Dr. Eileen J. Kladivko is Professor of Agronomy at Purdue University, where she teaches and does research in soil physics, soil biology, and soil management. Her overall research focus has been to identify soil management systems that improve environmental quality and promote agricultural sustainability. Specific research areas have included the impacts of tile drainage on crop yields and nitrate losses to surface waters; the interactions of earthworms, soil management, and soil physical properties; conservation tillage and cover crops for soil quality improvement; and preferential flow of chemicals through soils. (Read more about Eileen's work here.)
Matt Ruark is an Assistant Professor at the University of Wisconsin-Madison specializing in soil fertility and nutrient management. He is also a Soil Fertility Specialist with University of Wisconsin-Extension. He earned his B.S. and M.S. at the University of Minnesota and Ph.D. from Purdue University. He is currently an Associate Editor for Agronomy Journal and serves at the Faculty Advisor to the UW-Discovery Farms program. Dr. Ruark's research on cover crops focuses on nutrient cycling in grain, vegetable, and dairy production systems. Specific research includes: assessing the benefits of radish as a cover crop, quantifying the nitrogen credit of legume cover crop species, and utilizing grass cover crops with fall manure applications to reduce nitrate leaching. For more information on Dr. Ruark's research and extension program, go to www.ruarklab.soils.wisc.edu.
Anne Verhallen is the Soil Management Specialist for Horticultural Crops in the Province of Ontario. She has been working for the Ontario Ministry of Agriculture, Food and Rural Affairs since 1988 promoting soil conservation and soil management. In the past she has worked on wind erosion prevention, reduced tillage, refining fertility recommendations in tomatoes and sugar beets and compaction amelioration. Her current areas of focus include soil health, irrigation and cover crops. She has concentrated much of her cover crop field work on specific niches like early harvested vegetable crops like processing peas, snap beans and sweet corn. As part of the OMAFRA Soil Team she helps to deliver training on various soil management topics including cover crops. She is also the current chair of the Ontario Soil Management Research and Services Committee.

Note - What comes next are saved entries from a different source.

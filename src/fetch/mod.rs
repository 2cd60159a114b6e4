use async_trait::async_trait;
use reqwest::header::{HeaderMap, HeaderValue, ACCEPT_LANGUAGE};
use reqwest::Client;
use std::time::Duration;

use crate::config::HttpConfig;
use crate::TranscriptorError;

/// Source of page and caption documents.
///
/// Every network access of the pipeline goes through this trait, so adapters and the
/// fallback resolver can be driven by canned documents in tests.
#[cfg_attr(test, mockall::automock)]
#[async_trait]
pub trait PageFetcher: Send + Sync {
    /// GET `url` and return the response body as text
    async fn fetch_text(&self, url: &str) -> Result<String, TranscriptorError>;
}

/// reqwest-backed fetcher with a per-request timeout
#[derive(Clone)]
pub struct HttpFetcher {
    client: Client,
}

impl HttpFetcher {
    pub fn new(config: &HttpConfig) -> Result<Self, TranscriptorError> {
        let mut headers = HeaderMap::new();
        if let Ok(value) = HeaderValue::from_str(&config.accept_language) {
            headers.insert(ACCEPT_LANGUAGE, value);
        }

        let client = Client::builder()
            .timeout(Duration::from_secs(config.timeout_secs))
            .user_agent(config.user_agent.clone())
            .default_headers(headers)
            .build()
            .map_err(|e| TranscriptorError::Http(format!("Failed to build HTTP client: {}", e)))?;

        Ok(Self { client })
    }
}

#[async_trait]
impl PageFetcher for HttpFetcher {
    async fn fetch_text(&self, url: &str) -> Result<String, TranscriptorError> {
        tracing::debug!("GET {}", url);

        let response = self
            .client
            .get(url)
            .send()
            .await
            .map_err(|e| TranscriptorError::Http(format!("{}: {}", url, e)))?;

        if !response.status().is_success() {
            return Err(TranscriptorError::Http(format!(
                "{}: HTTP {}",
                url,
                response.status()
            )));
        }

        response
            .text()
            .await
            .map_err(|e| TranscriptorError::Http(format!("Failed to read body of {}: {}", url, e)))
    }
}
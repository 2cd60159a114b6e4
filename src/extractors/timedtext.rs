//! Parser for the timed-text caption document.
//!
//! The document is a flat list of `<text start=".." dur="..">content</text>` elements.
//! Element content is XML-escaped HTML, so entities are decoded in two passes.

use regex::Regex;
use std::sync::OnceLock;

/// One caption fragment in document order
#[derive(Debug, Clone, PartialEq)]
pub struct TimedTextCue {
    /// Offset in seconds
    pub start: f64,
    /// Duration in seconds
    pub duration: f64,
    /// Entity-decoded, whitespace-collapsed text
    pub text: String,
}

fn open_tag_pattern() -> &'static Regex {
    static PATTERN: OnceLock<Regex> = OnceLock::new();
    PATTERN.get_or_init(|| Regex::new(r"<text\b([^>]*)>").expect("open tag pattern is valid"))
}

fn attribute_pattern() -> &'static Regex {
    static PATTERN: OnceLock<Regex> = OnceLock::new();
    PATTERN.get_or_init(|| {
        Regex::new(r#"([A-Za-z_:][-A-Za-z0-9_:.]*)\s*=\s*"([^"]*)""#)
            .expect("attribute pattern is valid")
    })
}

fn inline_markup_pattern() -> &'static Regex {
    static PATTERN: OnceLock<Regex> = OnceLock::new();
    PATTERN.get_or_init(|| {
        Regex::new(r"(?i)</?(?:font|b|i|u)\b[^<>]*>").expect("markup pattern is valid")
    })
}

/// Parse every timed-text element of `document`.
///
/// Missing or unparseable `start`/`dur` attributes read as `0`. Elements whose decoded
/// text is empty are skipped.
pub fn parse_timed_text(document: &str) -> Vec<TimedTextCue> {
    let mut cues = Vec::new();
    let mut cursor = 0;

    while let Some(tag) = open_tag_pattern().captures_at(document, cursor) {
        let (Some(whole), Some(attrs)) = (tag.get(0), tag.get(1)) else {
            break;
        };
        cursor = whole.end();

        // <text ... /> carries no content
        if attrs.as_str().trim_end().ends_with('/') {
            continue;
        }

        let Some(close) = document[cursor..].find("</text>") else {
            break;
        };
        let raw = &document[cursor..cursor + close];
        cursor += close + "</text>".len();

        let text = decode_content(raw);
        if text.is_empty() {
            continue;
        }

        cues.push(TimedTextCue {
            start: numeric_attribute(attrs.as_str(), "start"),
            duration: numeric_attribute(attrs.as_str(), "dur"),
            text,
        });
    }

    tracing::debug!("Parsed {} timed-text cues", cues.len());
    cues
}

fn numeric_attribute(attrs: &str, name: &str) -> f64 {
    attribute_pattern()
        .captures_iter(attrs)
        .find(|caps| &caps[1] == name)
        .and_then(|caps| caps[2].trim().parse::<f64>().ok())
        .filter(|value| value.is_finite())
        .unwrap_or(0.0)
}

fn decode_content(raw: &str) -> String {
    let unescaped = html_escape::decode_html_entities(raw);
    let decoded = html_escape::decode_html_entities(&unescaped);
    let stripped = inline_markup_pattern().replace_all(&decoded, "");

    stripped.split_whitespace().collect::<Vec<_>>().join(" ")
}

M. Scott Wells is an Assistant Professor in Agronomy and Plant Genetics at the University of Minnesota-Twin Cities. He is the newly hired forage and cropping systems extension agronomist. Recently, Scott completed his PhD at North Carolina State University researching weed suppression mechanisms of roller-crimped cover crops in organic corn and soybean systems. His current research program focuses on improving the yield and quality of forage production systems including alfalfa, warm and cool season grasses, and small grains, along with employing a systems approach to improving the both the economical and environmental sustainability of corn and soybean production in Minnesota. Current projects include emergency forages, alfalfa management, double cropping forages and small grains, establishment of cover crops in corn and soybean systems, and assessing the water and soil quality impacts of cover crops, crop rotation and perennial based production systems.